Rosicrucianism Applies Ancient Wisdom to Modern World


Friday, June 16, 2006

South County residents are invited to attend a celebration of the Rosicrucian Day of Peace at 12:30 pm June 18 at the Rosicrucian Park, 1342 Naglee Ave. in San Jose's Rose Garden District.

Every year on the third Sunday in June, Rosicrucians  worldwide observe  this event by meditating on how they can contribute to world peace.  The focus is on how individuals can make this a more peaceful world.

They use these affirmations in the meditation:

I contribute to Peace when I strive to express the best of myself in my contacts with others …

- when I use my intelligence and my abilities to serve the Good.

- when I feel compassion toward all those who suffer.

- when I look upon all men and women as my brothers and sisters, regardless of race, culture or religion.

- when I rejoice over the happiness of others and pray for their well-being.
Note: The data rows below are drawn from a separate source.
//! Trailing momentum (rate of change over a fixed number of observations).
//!
//! MOM(n)[i] = C[i] / C[i-n] - 1
//! Undefined for the first n rows, and wherever either close is missing.

/// Roughly three months of trading sessions.
pub const DEFAULT_LOOKBACK: usize = 63;

pub fn momentum(closes: &[Option<f64>], lookback: usize) -> Vec<Option<f64>> {
    (0..closes.len())
        .map(|i| {
            if lookback == 0 || i < lookback {
                return None;
            }
            match (closes[i], closes[i - lookback]) {
                (Some(curr), Some(prev)) if prev > 0.0 => Some(curr / prev - 1.0),
                _ => None,
            }
        })
        .collect()
}

#[cfg(test)]
mod tests {
    use super::*;
    use approx::assert_relative_eq;

    fn present(prices: &[f64]) -> Vec<Option<f64>> {
        prices.iter().copied().map(Some).collect()
    }

    #[test]
    fn momentum_warmup() {
        let m = momentum(&present(&[100.0, 105.0, 110.0, 115.0, 120.0]), 3);
        assert_eq!(m[..3], [None, None, None]);
        assert!(m[3].is_some());
        assert!(m[4].is_some());
    }

    #[test]
    fn momentum_basic_calculation() {
        let m = momentum(&present(&[100.0, 105.0, 110.0, 115.0]), 2);
        assert_relative_eq!(m[2].unwrap(), 0.10, epsilon = 1e-12);
        assert_relative_eq!(m[3].unwrap(), 115.0 / 105.0 - 1.0, epsilon = 1e-12);
    }

    #[test]
    fn momentum_negative_change() {
        let m = momentum(&present(&[100.0, 90.0, 80.0]), 2);
        assert_relative_eq!(m[2].unwrap(), -0.20, epsilon = 1e-12);
    }

    #[test]
    fn momentum_gap_is_absent() {
        let closes = vec![Some(100.0), None, Some(110.0), Some(120.0)];
        let m = momentum(&closes, 2);
        assert_relative_eq!(m[2].unwrap(), 0.10, epsilon = 1e-12);
        assert_eq!(m[3], None);
    }

    #[test]
    fn momentum_shorter_than_lookback() {
        let m = momentum(&present(&[100.0; 10]), DEFAULT_LOOKBACK);
        assert!(m.iter().all(Option::is_none));
    }

    #[test]
    fn momentum_non_positive_base_is_absent() {
        let m = momentum(&present(&[0.0, 100.0, 110.0]), 2);
        assert_eq!(m[2], None);
    }
}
- when I listen with tolerance to opinions that differ from mine or even oppose them.

- when I resort to dialogue rather than to force to settle any conflict.

- when I make Peace the foundation of my ideals and philosophy.

Rosicrucian Park is best-known for its Egyptian Museum.  Built in 1927 and enlarged in 1966, this replica of the Temple of Amon at Karnak houses the largest collection of Egyptian artifacts on the West Coast.

In addition to the Peace Garden, the park houses a Moorish-style planetarium, originally built in 1936, which recently reopened for educational astronomical shows.

The organization that owns and operates this facility is the Ancient Mystical Order Rosae Crucis (AMORC).  "Crucis," the Latin word for cross, is not in any way related  to Christianity;  it stands for the experiences and challenges of life. "Rose" refers to the red rose centered on the cross in the group's logo, symbolizing the spiritual unfolding of human beings.

Rosicrucianism has its  roots in the mystery traditions, philosophy and myths of Ancient Egypt.  The society was probably founded in Europe during the Middle Ages.  Two books, written in 1614 and 1615, describe the initiation into Egyptian mysteries of a person named Christian Rosenkrenz.  These books  establish the methods and purposes of the Order still in effect today.

Many famous people have been connected with Rosicrucianism, such as Sir Francis Bacon, Isaac Newton, Michael Faraday and Benjamin Franklin, to name just a few.

The first Rosicrucian Society in the United States was founded in 1694 in Pennsylvania.  AMORC was founded in 1909 in San Jose by H. Spencer Lewis.  About 65,000 members today live in 100 different countries with chapters in 450 cities; 1,800 live in the Bay Area.  To reach this diverse membership, teachings are published in 13 languages.

The purpose of Rosicrucian teachings is to learn how to find answers to life's questions within oneself by use of proper techniques.  People learn to understand life through mystical experiences.

Rosicrucianism is nonsectarian, and members come from nearly every religious denomination.  Many are said to have found, through these teachings, a greater appreciation of their own religious beliefs.